Aquidauana is one of the best locations in the Pantanal to experience the Pantaneiro lifestyle, with many nearby cattle ranches having been opened up to tourists. In addition to the appreciating the local wildlife, this gives visitors an opportunity to experience the life of the Pantaneiro cowboys with their cattle rides, music, traditional leatherwork, and the sharing of cold tereré (maté tea) at the end of a long day.
The combined Aquidauana and Anastácio municipalities cover almost 20,000km2, bordering other nearby municipalities of Corumbá and Rio Verde. The region can be split into two geographic areas - a lowland occupying about two-thirds of the region, with the remaining one-third being occupied by the hills of the the Serra da Maracaju and Serra da Piraputanga. These hill ranges are a popular retreat with the extra altitude helping bring relief from the heat and humidity during summer. There are also several fast flowing rivers which are sought after by locals for canoeing and rafting, and which are said to have some of the best fishing in the Pantanal.

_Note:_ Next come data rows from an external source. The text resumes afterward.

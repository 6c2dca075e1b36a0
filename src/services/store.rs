//! Storage seams for one-time secrets and live principal status.
//!
//! The auth core computes secrets and decisions; ownership of persistence
//! sits behind these traits. Each has a MongoDB implementation for the
//! platform and a DashMap-backed one for tests.

use async_trait::async_trait;
use chrono::{DateTime, Utc};
use dashmap::DashMap;
use mongodb::{bson::doc, Collection, Database};

use crate::models::{
    AccountStatus, AdminAccount, MemberAccount, OneTimeSecret, OneTimeSecretKind,
    OrganizationAccount, Principal, PrincipalKind,
};
use crate::services::error::AuthError;
use crate::services::secrets::{hash_secret, secrets_match};

/// Single-use secret storage. `consume` is the only read path: a secret is
/// deleted on successful match or on proven expiry, never returned.
#[async_trait]
pub trait SecretStore: Send + Sync {
    async fn put(
        &self,
        key: &str,
        kind: OneTimeSecretKind,
        secret_hash: &str,
        expires_at: DateTime<Utc>,
    ) -> Result<(), AuthError>;

    /// Compare a candidate plaintext against the stored hash. Returns true
    /// exactly once per stored secret.
    async fn consume(
        &self,
        key: &str,
        kind: OneTimeSecretKind,
        candidate: &str,
    ) -> Result<bool, AuthError>;
}

/// Live principal status lookup, used by the authentication gate when
/// status revalidation is enabled.
#[async_trait]
pub trait PrincipalStore: Send + Sync {
    async fn find_status(
        &self,
        id: &str,
        kind: PrincipalKind,
    ) -> Result<Option<AccountStatus>, AuthError>;
}

/// MongoDB-backed secret store.
#[derive(Clone)]
pub struct MongoSecretStore {
    secrets: Collection<OneTimeSecret>,
}

impl MongoSecretStore {
    pub fn new(db: &Database) -> Self {
        Self {
            secrets: db.collection("one_time_secrets"),
        }
    }
}

#[async_trait]
impl SecretStore for MongoSecretStore {
    async fn put(
        &self,
        key: &str,
        kind: OneTimeSecretKind,
        secret_hash: &str,
        expires_at: DateTime<Utc>,
    ) -> Result<(), AuthError> {
        // One live secret per (key, kind): re-issuing invalidates the old one.
        self.secrets
            .delete_many(doc! { "key": key, "kind": kind.as_str() }, None)
            .await?;

        let record = OneTimeSecret::new(
            key.to_string(),
            kind,
            secret_hash.to_string(),
            expires_at,
        );
        self.secrets.insert_one(record, None).await?;
        Ok(())
    }

    async fn consume(
        &self,
        key: &str,
        kind: OneTimeSecretKind,
        candidate: &str,
    ) -> Result<bool, AuthError> {
        // The hash match is part of the delete filter, so with parallel
        // redemptions exactly one caller gets the record back.
        let deleted = self
            .secrets
            .find_one_and_delete(
                doc! {
                    "key": key,
                    "kind": kind.as_str(),
                    "secret_hash": hash_secret(candidate),
                },
                None,
            )
            .await?;

        match deleted {
            Some(record) if !record.is_expired() => Ok(true),
            // An expired match stays deleted but never redeems.
            Some(_) | None => Ok(false),
        }
    }
}

/// MongoDB-backed principal status lookup across the three account
/// collections.
#[derive(Clone)]
pub struct MongoPrincipalStore {
    members: Collection<MemberAccount>,
    organizations: Collection<OrganizationAccount>,
    administrators: Collection<AdminAccount>,
}

impl MongoPrincipalStore {
    pub fn new(db: &Database) -> Self {
        Self {
            members: db.collection("members"),
            organizations: db.collection("organizations"),
            administrators: db.collection("administrators"),
        }
    }
}

#[async_trait]
impl PrincipalStore for MongoPrincipalStore {
    async fn find_status(
        &self,
        id: &str,
        kind: PrincipalKind,
    ) -> Result<Option<AccountStatus>, AuthError> {
        let status = match kind {
            PrincipalKind::Member => self
                .members
                .find_one(doc! { "_id": id }, None)
                .await?
                .map(|m| m.status),
            PrincipalKind::Organization => self
                .organizations
                .find_one(doc! { "_id": id }, None)
                .await?
                .map(|o| o.status),
            PrincipalKind::Administrator => self
                .administrators
                .find_one(doc! { "_id": id }, None)
                .await?
                .map(|a| a.status),
        };

        Ok(status)
    }
}

/// In-memory secret store for tests.
#[derive(Default)]
pub struct MemorySecretStore {
    secrets: DashMap<(String, OneTimeSecretKind), (String, DateTime<Utc>)>,
}

impl MemorySecretStore {
    pub fn new() -> Self {
        Self::default()
    }
}

#[async_trait]
impl SecretStore for MemorySecretStore {
    async fn put(
        &self,
        key: &str,
        kind: OneTimeSecretKind,
        secret_hash: &str,
        expires_at: DateTime<Utc>,
    ) -> Result<(), AuthError> {
        self.secrets.insert(
            (key.to_string(), kind),
            (secret_hash.to_string(), expires_at),
        );
        Ok(())
    }

    async fn consume(
        &self,
        key: &str,
        kind: OneTimeSecretKind,
        candidate: &str,
    ) -> Result<bool, AuthError> {
        let map_key = (key.to_string(), kind);

        // Drop an expired entry regardless of the candidate.
        self.secrets
            .remove_if(&map_key, |_, (_, expires_at)| Utc::now() > *expires_at);

        // Removal is the success signal: `remove_if` holds the shard lock
        // across the compare, so parallel redemptions race for one removal.
        let candidate_hash = hash_secret(candidate);
        let removed = self.secrets.remove_if(&map_key, |_, (stored_hash, _)| {
            secrets_match(&candidate_hash, stored_hash)
        });

        Ok(removed.is_some())
    }
}

/// In-memory principal store for tests. Status can be flipped after a token
/// has been issued to exercise the staleness/revalidation paths.
#[derive(Default)]
pub struct MemoryPrincipalStore {
    statuses: DashMap<(String, PrincipalKind), AccountStatus>,
}

impl MemoryPrincipalStore {
    pub fn new() -> Self {
        Self::default()
    }

    pub fn insert(&self, principal: &Principal) {
        self.statuses.insert(
            (principal.id().to_string(), principal.kind()),
            principal.status(),
        );
    }

    pub fn set_status(&self, id: &str, kind: PrincipalKind, status: AccountStatus) {
        self.statuses.insert((id.to_string(), kind), status);
    }
}

#[async_trait]
impl PrincipalStore for MemoryPrincipalStore {
    async fn find_status(
        &self,
        id: &str,
        kind: PrincipalKind,
    ) -> Result<Option<AccountStatus>, AuthError> {
        Ok(self
            .statuses
            .get(&(id.to_string(), kind))
            .map(|entry| *entry.value()))
    }
}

The Aquidauana township is actually two towns: Aquidauana (on the north side of the river), and Anastácio (on the South side). Both towns grew independently and were first linked in 1926 with the construction of a small single-lane bridge. This bridge (known as the Friendship Bridge) still exists but is now supplemented by two other large multi-lane bridges - allowing the twin towns to function effectively as a single entity. The towns are located 140km from the state capital, Campo Grande, and have a combined population of around 70,000 people,
Aquidauana is known as Cidade Natureza (City of Nature), and it's proximity to the Pantanal means that wildlife can be seen even in its parks - including macaws, herons, and tuiuiú which sometimes nest in the Praça da Matriz near the cathedral.
Aquidauana Pantanal Promo
Things to See and Do
Cathedral - Igreja Matriz
Praça Nossa Senhora da Imaculada Conceição. 7am-5pm
The cathedral is located in a plaza (Praça da Matriz) close to the river. With its high spires, it is the most dominant building in the town. The church was built in 1930 in the neo-gothic style, with a layout inspired by the famous Cathedral of Notre-Dame. A notable feature is the stained glass window made using the old-fashioned method of pouring molten lead to interconnect coloured glass.
Parque Ecológico da Lagoa Comprida
Lake Comprida Ecological Park.
Rua Moisés, Albuquerque. 6am-6pm
This is an area of forest surrounding a small lake, near the centre of town. It remains largely undeveloped and is a popular spot for walks, jogging and picnics. It's protected as an important conservation area in the heart of the city where you can see nesting herons and macaws.
Near Praça da Matriz
Also known as the Old Bridge, this was inaugurated in 1926, and was the first bridge crossing the Aquidauana river to link the neighbouring Aquidauana and Anastácio townships. Constructed in iron and wood, and using a design adapted from a railway bridge, it is still used today despite it being a single lane only.
Rua 7 de Septembro, 937
Mon-Sat: 6am-5pm; Sun 6-11am
This was inaugurated in 1962 as a simple open air market, and has evolved to the town's major food market selling fruits, vegetables, grains, meat, regional products and other non-food services such as hairdressers, dressmakers and personal loans.
Casa do Artesão
Praça dos Estudantes.
Located in a small plaza containing the town's Public Library and a sound shell, the Casa do Artesão exhibits and sells artworks from around 300 local artists and craftspeople. In addition to art and traditional leatherwork, there are sweets made using local fruits.
Clube do Laço Pantaneiro
Rodovia Aquidauana, Cera, km 7.
Created in 1983 by a group of cattle ranchers, Aquidauana's Clube do Laço Pantaneiro inspired the formation of several other similar clubs in the region. In addition to running competitions it's also an important social club for the town.The club complex consists of a rodeio area, sports fields, woodlands, and a social area. Major rodeio events are typically held in June and September.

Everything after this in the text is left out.